Artificial intelligence to aid the detection of anti-citrullinated protein autoantibodies with a hemagglutination assay
Project description:
Rheumatoid arthritis (RA) is an autoimmune disease that affects 18 million people worldwide. It is characterized by chronic inflammation, where the body’s own immune cells are dysregulated and attack healthy tissue. This leads to swelling, pain and stiffness of the joints. Biomarkers that are used for diagnosing patients include anti-citrullinated protein autoantibodies (ACPA). The current golden standard for ACPA-detection relies on enzyme-linked immune assays, which are time consuming, expensive and require highly trained professionals. Here, we develop a faster, cheaper and more easy to use method which relies on hemagglutination, a method that is also frequently applied for blood group typing.

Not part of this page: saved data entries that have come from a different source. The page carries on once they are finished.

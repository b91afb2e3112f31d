//! Base error type.
//!
//! Sub-crates define their own error enums (`LedgerError`, `FleetError`, …)
//! and either convert into these variants via `From` impls or stay separate.
//! Both patterns are acceptable; prefer whichever keeps error sites clean.

use thiserror::Error;

/// Errors raised by `dispatch-core` itself.
#[derive(Debug, Error)]
pub enum CoreError {
    #[error("invalid parameters: {0}")]
    Params(String),
}

/// Shorthand result type for `dispatch-core`.
pub type CoreResult<T> = Result<T, CoreError>;
use thiserror::Error;

#[derive(Debug, Error)]
pub enum RuntimeError {
    #[error("tick task is already running")]
    AlreadyRunning,

    #[error("tick task is not running")]
    NotRunning,

    #[error("tick task aborted: {0}")]
    TickTask(#[from] tokio::task::JoinError),
}

pub type RuntimeResult<T> = Result<T, RuntimeError>;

A bivalent mediator is generated which on one side recognizes a common and abundant receptor on the surface of red blood cells, and on the other side contains an ACPA-target peptide. When added to a drop of blood from a patient, which is ACPA-positive, this will lead to agglutination of the red blood cells.
Aim:
Develop an artificial intelligence-based tool for the interpretation of hemagglutination data from images and videos to aid ACPA detection in RA patients.
Expected goals:
Train an artificial intelligence (AI) model with images taken during experiments to detect ACPA-dependent hemagglutination. This model will enable faster recognition of the hemagglutination levels and more reliable interpretation of the results.